E isso, de certa forma, é muito útil para nosso desempenho, quando desejamos agir diferente. Sempre que pudermos fazer uma checagem é importante: basta perguntar o que acham de nossas atitudes, de nossas idéias e aguardar. A criança que é espontânea acaba se declarando e nós podemos corrigir os equívocos de percurso. Por exemplo, pode ser que o filho responda “papai é bravo e mamãe é boazinha”. Esse contexto pode fazer os filhos crescerem com a distinção de que o pai não é uma pessoa acessível, e a mãe é. A partir desse feedback o casal pode conversar sobre a forma de exercerem seus papéis na educação, para que possam encontrar uma fórmula mais equilibrada de agir, na qual ambos tenham condições de exercer a autoridade com firmeza, sem que a mãe seja penalizada por não ser ouvida, ou o pai, por ser considerado nada acessível.

 

Outro resultado positivo dessa estratégia de estarmos sempre fazendo a checagem sobre o que nossos filhos pensam do que pensamos, ou de como agimos é que essa pergunta abre espaço para ampliarmos o olhar sobre nossas crenças, percebendo que nem tudo que aprendemos é necessariamente a melhor verdade.

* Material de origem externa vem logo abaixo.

use preflight::config::{Config, EnforcementMode};
use preflight::orchestrator::{Decision, Orchestrator};
use preflight::request::{OperationRequest, RequestError};
use serde_json::json;
use std::io::Read;

// Exit codes understood by the host runtime.
const EXIT_ALLOW: i32 = 0;
const EXIT_UNPARSABLE: i32 = 1;
const EXIT_BLOCK: i32 = 2;

fn main() {
    let mut input = String::new();
    if let Err(e) = std::io::stdin().read_to_string(&mut input) {
        eprintln!("preflight: failed to read request: {}", e);
        std::process::exit(EXIT_UNPARSABLE);
    }

    if input.trim().is_empty() {
        std::process::exit(EXIT_ALLOW);
    }

    let request = match OperationRequest::from_json(&input) {
        Ok(request) => request,
        // A payload with no tool name is not an operation at all; pass it
        // through rather than blocking the host on nothing.
        Err(RequestError::MissingToolName) => std::process::exit(EXIT_ALLOW),
        Err(e) => {
            eprintln!("preflight: {}", e);
            std::process::exit(EXIT_UNPARSABLE);
        }
    };

    let config = Config::load_or_default();
    let orchestrator = Orchestrator::new(&config);
    let outcome = orchestrator.validate(&request);

    match outcome.decision {
        Decision::Deny => {
            if let Some(message) = &outcome.message {
                eprintln!("{}", message);
            }
            std::process::exit(EXIT_BLOCK);
        }
        Decision::Ask | Decision::Allow => {
            if orchestrator.mode() != EnforcementMode::Silent {
                let advisory = json!({
                    "decision": outcome.decision.as_str(),
                    "reason": outcome.message,
                    "suggestions": outcome.suggestions,
                });
                println!("{}", advisory);
            }
            std::process::exit(EXIT_ALLOW);
        }
    }
}
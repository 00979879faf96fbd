use crate::config::{CustomRuleConfig, PatternValidationConfig};
use crate::request::{OperationRequest, ToolKind};
use crate::validators::{fail_open, Fault, Validator, ValidatorFilter};
use crate::verdict::Verdict;
use crate::verdict::Severity;
use regex::Regex;
use std::path::Path;

const MAX_REPORTED_FINDINGS: usize = 3;

/// A compiled custom convention rule.
struct CustomRule {
    regex: Regex,
    message: String,
    severity: Severity,
    applies_to: Vec<String>,
}

/// Naming and structural convention checks for written files.
///
/// Informational by design: everything here is a warning unless a custom
/// rule is explicitly configured with error severity.
pub struct ConventionValidator {
    custom_rules: Vec<CustomRule>,
    filter: ValidatorFilter,
}

impl ConventionValidator {
    pub fn new(config: PatternValidationConfig) -> Self {
        let custom_rules = config
            .custom_rules
            .iter()
            .filter_map(compile_rule)
            .collect();

        let filter = ValidatorFilter::new(
            true,
            vec![
                ToolKind::FileWrite,
                ToolKind::FileEdit,
                ToolKind::MultiFileEdit,
            ],
            &config.path_patterns,
        );

        Self {
            custom_rules,
            filter,
        }
    }

    fn check(&self, request: &OperationRequest) -> Result<Verdict, Fault> {
        let Some(path) = request.file_path() else {
            return Ok(Verdict::passed());
        };
        let extension = Path::new(path)
            .extension()
            .map(|e| e.to_string_lossy().to_lowercase())
            .unwrap_or_default();
        let content = request.written_text().join("\n");

        // Custom rules short-circuit with their configured severity.
        for rule in &self.custom_rules {
            let applies =
                rule.applies_to.is_empty() || rule.applies_to.iter().any(|e| *e == extension);
            if applies && rule.regex.is_match(&content) {
                return Ok(match rule.severity {
                    Severity::Error => Verdict::error(rule.message.clone()),
                    Severity::Warning => Verdict::warning(rule.message.clone()),
                    Severity::Info => Verdict::info(rule.message.clone()),
                });
            }
        }

        let mut findings: Vec<String> = Vec::new();

        if let Some(note) = naming_finding(path, &extension) {
            findings.push(note);
        }
        findings.extend(structure_findings(&content, &extension));

        if findings.is_empty() {
            return Ok(Verdict::passed());
        }

        findings.truncate(MAX_REPORTED_FINDINGS);
        Ok(Verdict::warning(findings.join("; ")))
    }
}

fn compile_rule(config: &CustomRuleConfig) -> Option<CustomRule> {
    let severity = match config.severity.as_str() {
        "error" => Severity::Error,
        "info" => Severity::Info,
        _ => Severity::Warning,
    };
    Regex::new(&config.pattern).ok().map(|regex| CustomRule {
        regex,
        message: config.message.clone(),
        severity,
        applies_to: config.applies_to.clone(),
    })
}

/// Filename-stem convention per extension family: snake_case for Python,
/// Rust, and Go; camelCase or kebab-case for JavaScript/TypeScript;
/// PascalCase for component files.
fn naming_finding(path: &str, extension: &str) -> Option<String> {
    let stem = Path::new(path).file_stem()?.to_string_lossy();

    let conventional = match extension {
        "py" | "rs" | "go" => is_snake_case(&stem),
        "js" | "ts" | "mjs" => is_camel_case(&stem) || is_kebab_case(&stem),
        "jsx" | "tsx" => is_pascal_case(&stem),
        _ => return None,
    };

    if conventional {
        None
    } else {
        Some(format!(
            "file name '{}' does not follow the .{} naming convention",
            stem, extension
        ))
    }
}

fn is_snake_case(s: &str) -> bool {
    !s.is_empty()
        && s.chars()
            .all(|c| c.is_ascii_lowercase() || c.is_ascii_digit() || c == '_')
}

fn is_camel_case(s: &str) -> bool {
    s.chars().next().is_some_and(|c| c.is_ascii_lowercase())
        && s.chars().all(|c| c.is_ascii_alphanumeric())
}

fn is_kebab_case(s: &str) -> bool {
    !s.is_empty()
        && s.chars()
            .all(|c| c.is_ascii_lowercase() || c.is_ascii_digit() || c == '-')
}

fn is_pascal_case(s: &str) -> bool {
    s.chars().next().is_some_and(|c| c.is_ascii_uppercase())
        && s.chars().all(|c| c.is_ascii_alphanumeric())
}

/// Extension-specific content smells. Each returns at most one finding so
/// a noisy file does not flood the report.
fn structure_findings(content: &str, extension: &str) -> Vec<String> {
    let mut findings = Vec::new();
    if content.is_empty() {
        return findings;
    }

    match extension {
        "py" => {
            if content.contains("pdb.set_trace()") || content.contains("breakpoint()") {
                findings.push("debugger call left in code".to_string());
            }
            if content.lines().any(|l| l.trim() == "except:") {
                findings.push("bare except swallows all errors".to_string());
            }
            if imports_after_code(content, &["import ", "from "]) {
                findings.push("imports interleaved with code".to_string());
            }
        }
        "js" | "ts" | "jsx" | "tsx" | "mjs" => {
            if content.contains("console.log(") || content.contains("debugger;") {
                findings.push("debug statement left in code".to_string());
            }
            if loose_equality(content) {
                findings.push("loose equality operator; prefer === / !==".to_string());
            }
        }
        "rs" => {
            if content.contains("dbg!(") {
                findings.push("dbg! macro left in code".to_string());
            }
            if content.contains(".unwrap()") {
                findings.push("unwrap() may panic; consider propagating the error".to_string());
            }
            if undocumented_pub(content) {
                findings.push("public item without a doc comment".to_string());
            }
        }
        _ => {}
    }

    if has_unreferenced_todo(content) {
        findings.push("TODO without an issue reference".to_string());
    }

    findings
}

fn loose_equality(content: &str) -> bool {
    for line in content.lines() {
        let mut rest = line;
        while let Some(idx) = rest.find("==") {
            let before = rest[..idx].chars().last();
            let after = rest[idx + 2..].chars().next();
            // Skip ===, !==, <=, >=, and == inside a longer chain.
            let strict = after == Some('=') || before == Some('=') || before == Some('!');
            if !strict {
                return true;
            }
            rest = &rest[idx + 2..];
        }
    }
    false
}

fn undocumented_pub(content: &str) -> bool {
    let lines: Vec<&str> = content.lines().collect();
    for (i, line) in lines.iter().enumerate() {
        let trimmed = line.trim_start();
        if trimmed.starts_with("pub fn ")
            || trimmed.starts_with("pub struct ")
            || trimmed.starts_with("pub enum ")
        {
            let documented = i > 0
                && {
                    let prev = lines[i - 1].trim_start();
                    prev.starts_with("///") || prev.starts_with("#[")
                };
            if !documented {
                return true;
            }
        }
    }
    false
}

fn has_unreferenced_todo(content: &str) -> bool {
    for line in content.lines() {
        if let Some(idx) = line.find("TODO") {
            let rest = &line[idx + 4..];
            // TODO(name) or TODO: #123 count as referenced.
            let referenced = rest.starts_with('(') || rest.contains('#');
            if !referenced {
                return true;
            }
        }
    }
    false
}

fn imports_after_code(content: &str, import_prefixes: &[&str]) -> bool {
    let mut seen_code = false;
    for line in content.lines() {
        let trimmed = line.trim_start();
        if trimmed.is_empty() || trimmed.starts_with('#') || trimmed.starts_with("\"\"\"") {
            continue;
        }
        let is_import = import_prefixes.iter().any(|p| trimmed.starts_with(p));
        if is_import {
            if seen_code {
                return true;
            }
        } else {
            seen_code = true;
        }
    }
    false
}

impl Validator for ConventionValidator {
    fn name(&self) -> &str {
        "convention"
    }

    fn description(&self) -> &str {
        "Checks naming and style conventions; informational by design"
    }

    fn should_run(&self, tool_kind: &ToolKind, path: Option<&str>) -> bool {
        self.filter.accepts(tool_kind, path)
    }

    fn validate(&self, request: &OperationRequest) -> Verdict {
        fail_open(self.check(request))
    }
}

#[cfg(test)]
mod tests {
    use super::*;
    use serde_json::json;
    use std::path::PathBuf;

    fn validator() -> ConventionValidator {
        ConventionValidator::new(PatternValidationConfig::default())
    }

    fn write(path: &str, content: &str) -> OperationRequest {
        OperationRequest::new(
            "Write",
            json!({"file_path": path, "content": content}),
            PathBuf::from("/tmp"),
        )
    }

    #[test]
    fn test_conventional_python_file_passes() {
        let verdict = validator().validate(&write(
            "src/utils/helper.py",
            "import os\n\ndef run():\n    return os.getcwd()\n",
        ));
        assert!(verdict.is_clean(), "{}", verdict.message);
    }

    #[test]
    fn test_python_camel_case_name_warns() {
        let verdict = validator().validate(&write("src/MyHelper.py", "x = 1\n"));
        assert!(verdict.is_valid);
        assert_eq!(verdict.severity, Severity::Warning);
        assert!(verdict.message.contains("naming convention"));
    }

    #[test]
    fn test_component_pascal_case_accepted() {
        let verdict = validator().validate(&write(
            "src/components/UserCard.tsx",
            "export function UserCard() { return null; }\n",
        ));
        assert!(verdict.is_clean(), "{}", verdict.message);
    }

    #[test]
    fn test_js_loose_equality_warns() {
        let verdict = validator().validate(&write(
            "src/app.js",
            "if (a == b) { doThing(); }\n",
        ));
        assert_eq!(verdict.severity, Severity::Warning);
        assert!(verdict.message.contains("loose equality"));
    }

    #[test]
    fn test_js_strict_equality_passes() {
        let verdict = validator().validate(&write("src/app.js", "if (a === b) { go(); }\n"));
        assert!(verdict.is_clean(), "{}", verdict.message);
    }

    #[test]
    fn test_debugger_residue_warns() {
        let verdict = validator().validate(&write(
            "scripts/run.py",
            "import pdb\npdb.set_trace()\n",
        ));
        assert_eq!(verdict.severity, Severity::Warning);
    }

    #[test]
    fn test_rust_unwrap_warns() {
        let verdict = validator().validate(&write(
            "src/io_helpers.rs",
            "fn read() -> String { std::fs::read_to_string(\"x\").unwrap() }\n",
        ));
        assert_eq!(verdict.severity, Severity::Warning);
        assert!(verdict.message.contains("unwrap"));
    }

    #[test]
    fn test_todo_without_reference_warns() {
        let verdict = validator().validate(&write("src/lib.rs", "// TODO fix this later\n"));
        assert_eq!(verdict.severity, Severity::Warning);
    }

    #[test]
    fn test_todo_with_issue_reference_passes() {
        let verdict =
            validator().validate(&write("src/lib.rs", "// TODO(#482): remove after migration\n"));
        assert!(verdict.is_clean(), "{}", verdict.message);
    }

    #[test]
    fn test_imports_after_code_warns() {
        let verdict = validator().validate(&write(
            "tool.py",
            "x = compute()\nimport json\n",
        ));
        assert_eq!(verdict.severity, Severity::Warning);
        assert!(verdict.message.contains("interleaved"));
    }

    #[test]
    fn test_findings_capped() {
        let content = "pdb.set_trace()\nexcept:\nimport late\n# TODO later\n";
        let noisy = format!("x = 1\n{}", content);
        let verdict = validator().validate(&write("messy.py", &noisy));
        assert!(verdict.message.matches(';').count() < MAX_REPORTED_FINDINGS);
    }

    #[test]
    fn test_custom_rule_error_severity() {
        let config = PatternValidationConfig {
            custom_rules: vec![CustomRuleConfig {
                pattern: r"unsafe\s*\{".to_string(),
                message: "unsafe blocks are not allowed here".to_string(),
                severity: "error".to_string(),
                applies_to: vec!["rs".to_string()],
            }],
            ..PatternValidationConfig::default()
        };
        let v = ConventionValidator::new(config);
        let verdict = v.validate(&write("src/ffi.rs", "unsafe { ptr.read() }\n"));
        assert!(!verdict.is_valid);
        assert!(verdict.message.contains("unsafe blocks"));
    }

    #[test]
    fn test_custom_rule_extension_filter() {
        let config = PatternValidationConfig {
            custom_rules: vec![CustomRuleConfig {
                pattern: "forbidden".to_string(),
                message: "nope".to_string(),
                severity: "error".to_string(),
                applies_to: vec!["py".to_string()],
            }],
            ..PatternValidationConfig::default()
        };
        let v = ConventionValidator::new(config);
        // Rule only applies to .py files
        assert!(v.validate(&write("a.md", "forbidden")).is_valid);
        assert!(!v.validate(&write("a.py", "forbidden")).is_valid);
    }

    #[test]
    fn test_unknown_extension_skips_naming() {
        let verdict = validator().validate(&write("Notes And Things.md", "hello\n"));
        assert!(verdict.is_clean(), "{}", verdict.message);
    }

    #[test]
    fn test_case_predicates() {
        assert!(is_snake_case("my_module"));
        assert!(!is_snake_case("MyModule"));
        assert!(is_camel_case("useThing"));
        assert!(is_kebab_case("use-thing"));
        assert!(is_pascal_case("UserCard"));
        assert!(!is_pascal_case("userCard"));
    }
}
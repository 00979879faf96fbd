use crate::config::PathSafetyConfig;
use crate::request::{OperationRequest, ToolKind};
use crate::validators::{fail_open, Fault, Validator, ValidatorFilter};
use crate::verdict::Verdict;
use std::fs;
use std::path::{Component, Path, PathBuf};

/// Filesystem-path-level checks for file operations.
///
/// Checks run in a fixed order and short-circuit on the first violation:
/// traversal tokens, resolution, working-directory escape, protected
/// directories/files, depth, hidden segments, symlinks, and suspicious
/// filename characters.
pub struct PathSafetyValidator {
    config: PathSafetyConfig,
    filter: ValidatorFilter,
}

impl PathSafetyValidator {
    pub fn new(config: PathSafetyConfig) -> Self {
        let filter = ValidatorFilter::new(
            true,
            vec![
                ToolKind::FileWrite,
                ToolKind::FileEdit,
                ToolKind::MultiFileEdit,
            ],
            &config.path_patterns,
        );
        Self { config, filter }
    }

    fn check(&self, request: &OperationRequest) -> Result<Verdict, Fault> {
        let Some(raw_path) = request.file_path() else {
            // No path to check is trivially valid.
            return Ok(Verdict::passed());
        };
        if raw_path.is_empty() {
            return Ok(Verdict::passed());
        }

        // 1. Literal parent-directory traversal tokens.
        if raw_path.contains("../") || raw_path.contains("..\\") || raw_path == ".." {
            return Ok(Verdict::error(format!(
                "path traversal detected in '{}'",
                raw_path
            )));
        }

        // 2. Resolve to an absolute, symlink-normalized path.
        let was_relative = Path::new(raw_path).is_relative();
        let resolved = match resolve_path(&request.cwd, raw_path) {
            Some(p) => p,
            None => {
                return Ok(Verdict::error(format!(
                    "could not resolve path '{}'",
                    raw_path
                )));
            }
        };

        // 3. Relative paths must stay inside the working directory.
        if was_relative {
            let cwd = fs::canonicalize(&request.cwd).unwrap_or_else(|_| request.cwd.clone());
            if !resolved.starts_with(&cwd) {
                return Ok(Verdict::error(format!(
                    "path '{}' escapes working directory",
                    raw_path
                )));
            }
        }

        let resolved_str = resolved.to_string_lossy();

        // 4. Protected directories.
        for dir in &self.config.protected_dirs {
            if dir.is_absolute() {
                if resolved.starts_with(dir) {
                    return Ok(Verdict::error(format!(
                        "path is under protected directory '{}'",
                        dir.display()
                    )));
                }
            } else {
                let needle = format!("/{}/", dir.display());
                let tail = format!("/{}", dir.display());
                if resolved_str.contains(&needle) || resolved_str.ends_with(&tail) {
                    return Ok(Verdict::error(format!(
                        "path is under protected directory '{}'",
                        dir.display()
                    )));
                }
            }
        }

        // 5. Protected files.
        let file_name = resolved
            .file_name()
            .map(|n| n.to_string_lossy().to_string())
            .unwrap_or_default();
        for protected in &self.config.protected_files {
            let matched = if protected.contains('/') {
                resolved_str.ends_with(protected.as_str())
            } else {
                file_name == *protected
            };
            if matched {
                return Ok(Verdict::error(format!(
                    "'{}' is a protected file",
                    protected
                )));
            }
        }

        // 6. Depth limit.
        let depth = resolved
            .components()
            .filter(|c| matches!(c, Component::Normal(_)))
            .count();
        if depth > self.config.max_depth {
            return Ok(Verdict::warning(format!(
                "path depth {} exceeds maximum {}",
                depth, self.config.max_depth
            )));
        }

        // 7. Hidden segments.
        if !self.config.allow_hidden {
            let hidden = Path::new(raw_path).components().any(|c| match c {
                Component::Normal(seg) => {
                    let seg = seg.to_string_lossy();
                    seg.starts_with('.') && seg != "." && seg != ".."
                }
                _ => false,
            });
            if hidden {
                return Ok(Verdict::warning(format!(
                    "path '{}' touches a hidden file or directory",
                    raw_path
                )));
            }
        }

        // 8. Symlinked targets.
        if !self.config.allow_symlinks {
            let direct = request.cwd.join(raw_path);
            let link = fs::symlink_metadata(&direct)
                .map(|m| m.file_type().is_symlink())
                .unwrap_or(false);
            if link {
                return Ok(Verdict::error(format!(
                    "'{}' is a symlink and symlinked targets are not allowed",
                    raw_path
                )));
            }
        }

        // 9. Filenames a downstream shell could misinterpret.
        if let Some(reason) = suspicious_file_name(&file_name) {
            return Ok(Verdict::warning(format!(
                "file name '{}' {}",
                file_name, reason
            )));
        }

        Ok(Verdict::passed())
    }
}

/// Resolve a path to absolute form, normalizing `.` segments lexically and
/// symlinks through the nearest existing ancestor. Write targets usually
/// do not exist yet, so plain `canonicalize` is not enough.
fn resolve_path(cwd: &Path, raw: &str) -> Option<PathBuf> {
    let joined = if Path::new(raw).is_absolute() {
        PathBuf::from(raw)
    } else {
        cwd.join(raw)
    };

    let normalized = normalize_lexically(&joined);
    if !normalized.is_absolute() {
        return None;
    }

    // Canonicalize the deepest existing ancestor, then reattach the rest.
    let mut existing = normalized.clone();
    let mut remainder: Vec<std::ffi::OsString> = Vec::new();
    loop {
        if existing.exists() {
            break;
        }
        let name = existing.file_name()?.to_os_string();
        remainder.push(name);
        existing = existing.parent()?.to_path_buf();
    }

    let mut resolved = fs::canonicalize(&existing).ok()?;
    for part in remainder.iter().rev() {
        resolved.push(part);
    }
    Some(resolved)
}

/// Resolve `.` and `..` components without touching the filesystem.
fn normalize_lexically(path: &Path) -> PathBuf {
    let mut parts: Vec<Component<'_>> = Vec::new();
    for component in path.components() {
        match component {
            Component::CurDir => {}
            Component::ParentDir => {
                if parts
                    .last()
                    .is_some_and(|c| matches!(c, Component::Normal(_)))
                {
                    parts.pop();
                } else if !matches!(parts.last(), Some(Component::RootDir)) {
                    parts.push(component);
                }
            }
            _ => parts.push(component),
        }
    }
    parts.iter().collect()
}

fn suspicious_file_name(name: &str) -> Option<&'static str> {
    if name.chars().any(|c| c.is_control()) {
        return Some("contains control characters");
    }
    if name.starts_with('-') {
        return Some("starts with a dash and could be read as a flag");
    }
    if name.contains("$(") || name.contains('`') {
        return Some("contains command substitution syntax");
    }
    const SHELL_META: &[char] = &[';', '|', '&', '<', '>', '$', '*', '?', '!', '~'];
    if name.chars().any(|c| SHELL_META.contains(&c)) {
        return Some("contains shell metacharacters");
    }
    None
}

impl Validator for PathSafetyValidator {
    fn name(&self) -> &str {
        "path_safety"
    }

    fn description(&self) -> &str {
        "Rejects traversal, protected locations, and misleading file paths"
    }

    fn should_run(&self, tool_kind: &ToolKind, path: Option<&str>) -> bool {
        self.filter.accepts(tool_kind, path)
    }

    fn validate(&self, request: &OperationRequest) -> Verdict {
        fail_open(self.check(request))
    }
}

#[cfg(test)]
mod tests {
    use super::*;
    use crate::verdict::Severity;
    use serde_json::json;
    use std::path::PathBuf;
    use tempfile::TempDir;

    fn validator() -> PathSafetyValidator {
        PathSafetyValidator::new(PathSafetyConfig::default())
    }

    fn write_request(dir: &Path, path: &str) -> OperationRequest {
        OperationRequest::new(
            "Write",
            json!({"file_path": path, "content": ""}),
            dir.to_path_buf(),
        )
    }

    #[test]
    fn test_traversal_rejected() {
        let tmp = TempDir::new().unwrap();
        let req = write_request(tmp.path(), "../../etc/passwd");
        let verdict = validator().validate(&req);
        assert!(!verdict.is_valid);
        assert!(verdict.message.contains("traversal"));
    }

    #[test]
    fn test_backslash_traversal_rejected() {
        let tmp = TempDir::new().unwrap();
        let req = write_request(tmp.path(), "..\\..\\secrets");
        assert!(!validator().validate(&req).is_valid);
    }

    #[test]
    fn test_plain_relative_path_passes() {
        let tmp = TempDir::new().unwrap();
        let req = write_request(tmp.path(), "src/utils/helper.py");
        let verdict = validator().validate(&req);
        assert!(verdict.is_valid, "{}", verdict.message);
        assert!(verdict.is_clean());
    }

    #[test]
    fn test_protected_dir_rejected() {
        let tmp = TempDir::new().unwrap();
        let req = write_request(tmp.path(), "/etc/cron.d/task");
        let verdict = validator().validate(&req);
        assert!(!verdict.is_valid);
        assert!(verdict.message.contains("protected directory"));
    }

    #[test]
    fn test_protected_file_rejected() {
        let tmp = TempDir::new().unwrap();
        let req = write_request(tmp.path(), "config/.env");
        let verdict = validator().validate(&req);
        assert!(!verdict.is_valid);
        assert!(verdict.message.contains("protected file"));
    }

    #[test]
    fn test_ssh_key_suffix_rejected() {
        let tmp = TempDir::new().unwrap();
        let home_like = tmp.path().join("keys");
        std::fs::create_dir_all(&home_like).unwrap();
        let req = write_request(tmp.path(), "keys/id_rsa");
        assert!(!validator().validate(&req).is_valid);
    }

    #[test]
    fn test_depth_warning() {
        let tmp = TempDir::new().unwrap();
        let deep = (0..25).map(|i| format!("d{}", i)).collect::<Vec<_>>().join("/");
        let req = write_request(tmp.path(), &format!("{}/file.txt", deep));
        let verdict = validator().validate(&req);
        assert!(verdict.is_valid);
        assert_eq!(verdict.severity, Severity::Warning);
        assert!(verdict.message.contains("depth"));
    }

    #[test]
    fn test_hidden_file_warns_by_default() {
        let tmp = TempDir::new().unwrap();
        let req = write_request(tmp.path(), ".hidden/notes.txt");
        let verdict = validator().validate(&req);
        assert!(verdict.is_valid);
        assert_eq!(verdict.severity, Severity::Warning);
    }

    #[test]
    fn test_hidden_file_allowed_by_config() {
        let tmp = TempDir::new().unwrap();
        let config = PathSafetyConfig {
            allow_hidden: true,
            ..PathSafetyConfig::default()
        };
        let req = write_request(tmp.path(), ".hidden/notes.txt");
        let verdict = PathSafetyValidator::new(config).validate(&req);
        assert!(verdict.is_clean(), "{}", verdict.message);
    }

    #[cfg(unix)]
    #[test]
    fn test_symlink_rejected() {
        let tmp = TempDir::new().unwrap();
        let target = tmp.path().join("real.txt");
        std::fs::write(&target, "x").unwrap();
        std::os::unix::fs::symlink(&target, tmp.path().join("link.txt")).unwrap();

        let req = write_request(tmp.path(), "link.txt");
        let verdict = validator().validate(&req);
        assert!(!verdict.is_valid);
        assert!(verdict.message.contains("symlink"));
    }

    #[test]
    fn test_leading_dash_filename_warns() {
        let tmp = TempDir::new().unwrap();
        let req = write_request(tmp.path(), "-rf.txt");
        let verdict = validator().validate(&req);
        assert!(verdict.is_valid);
        assert_eq!(verdict.severity, Severity::Warning);
    }

    #[test]
    fn test_command_substitution_filename_warns() {
        let tmp = TempDir::new().unwrap();
        let req = write_request(tmp.path(), "out$(whoami).txt");
        let verdict = validator().validate(&req);
        assert_eq!(verdict.severity, Severity::Warning);
    }

    #[test]
    fn test_empty_path_trivially_valid() {
        let req = OperationRequest::new(
            "Write",
            json!({"file_path": "", "content": "x"}),
            PathBuf::from("/tmp"),
        );
        assert!(validator().validate(&req).is_clean());
    }

    #[test]
    fn test_should_run_only_for_file_operations() {
        let v = validator();
        assert!(v.should_run(&ToolKind::FileWrite, Some("a.txt")));
        assert!(v.should_run(&ToolKind::MultiFileEdit, Some("a.txt")));
        assert!(!v.should_run(&ToolKind::ShellCommand, None));
        assert!(!v.should_run(&ToolKind::WebFetch, None));
    }

    #[test]
    fn test_normalize_lexically() {
        assert_eq!(
            normalize_lexically(Path::new("/a/b/./c")),
            PathBuf::from("/a/b/c")
        );
        assert_eq!(
            normalize_lexically(Path::new("/a/b/../c")),
            PathBuf::from("/a/c")
        );
        // ".." at the root cannot climb higher
        assert_eq!(normalize_lexically(Path::new("/../a")), PathBuf::from("/a"));
    }
}
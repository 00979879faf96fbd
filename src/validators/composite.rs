use crate::request::{OperationRequest, ToolKind};
use crate::validators::Validator;
use crate::verdict::{Severity, Verdict};

/// Per-validator findings gathered by one composite run.
#[derive(Debug, Clone)]
pub struct CompositeReport {
    /// The merged verdict per the aggregation rule.
    pub verdict: Verdict,
    /// `validator-name: message` lines for error findings.
    pub errors: Vec<String>,
    /// `validator-name: message` lines for warning findings.
    pub warnings: Vec<String>,
    /// Info-severity messages (suggestions). Excluded from aggregation,
    /// surfaced through the advisory payload.
    pub notes: Vec<String>,
}

/// Runs every applicable validator and merges their verdicts.
///
/// No short-circuiting across validators: all applicable validators
/// execute, in registration order, and the merged message preserves that
/// order. Errors make the composite invalid; warnings alone never do.
pub struct CompositeValidator {
    validators: Vec<Box<dyn Validator>>,
}

impl CompositeValidator {
    pub fn new(validators: Vec<Box<dyn Validator>>) -> Self {
        Self { validators }
    }

    pub fn evaluate(&self, request: &OperationRequest) -> CompositeReport {
        let path = request.file_path();
        let mut errors = Vec::new();
        let mut warnings = Vec::new();
        let mut notes = Vec::new();

        for validator in &self.validators {
            if !validator.should_run(&request.tool_kind, path) {
                continue;
            }
            let verdict = validator.validate(request);
            if verdict.is_clean() && verdict.message.is_empty() {
                continue;
            }
            let line = format!("{}: {}", validator.name(), verdict.message);
            if !verdict.is_valid && verdict.severity == Severity::Error {
                errors.push(line);
            } else if verdict.severity == Severity::Warning {
                warnings.push(line);
            } else {
                notes.push(verdict.message);
            }
        }

        let verdict = if !errors.is_empty() {
            Verdict::error(errors.join("\n"))
        } else if !warnings.is_empty() {
            Verdict::warning(warnings.join("\n"))
        } else {
            Verdict::info("all validations passed")
        };

        CompositeReport {
            verdict,
            errors,
            warnings,
            notes,
        }
    }
}

impl Validator for CompositeValidator {
    fn name(&self) -> &str {
        "composite"
    }

    fn description(&self) -> &str {
        "Runs all applicable validators and merges their verdicts"
    }

    fn should_run(&self, tool_kind: &ToolKind, path: Option<&str>) -> bool {
        self.validators.iter().any(|v| v.should_run(tool_kind, path))
    }

    fn validate(&self, request: &OperationRequest) -> Verdict {
        self.evaluate(request).verdict
    }
}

Muitas vezes, criamos uma fidelidade tão forte aos modelos familiares, e nos fechamos para o valor das demais hipóteses. “Foi assim com meu avô, com meu pai, comigo e porque tem que ser diferente com meu filho?” Uma resposta possível é que talvez esse filho tenha outras necessidades e vá ser mais feliz se respeitar a si mesmo. E é provável que possa respeitar mais a própria história familiar quando se sentir parte dela, embora se diferencie do padrão. A inclusão de novas formas individuais de pensar e viver a vida, também contribui para a família renovar suas referências e crescer.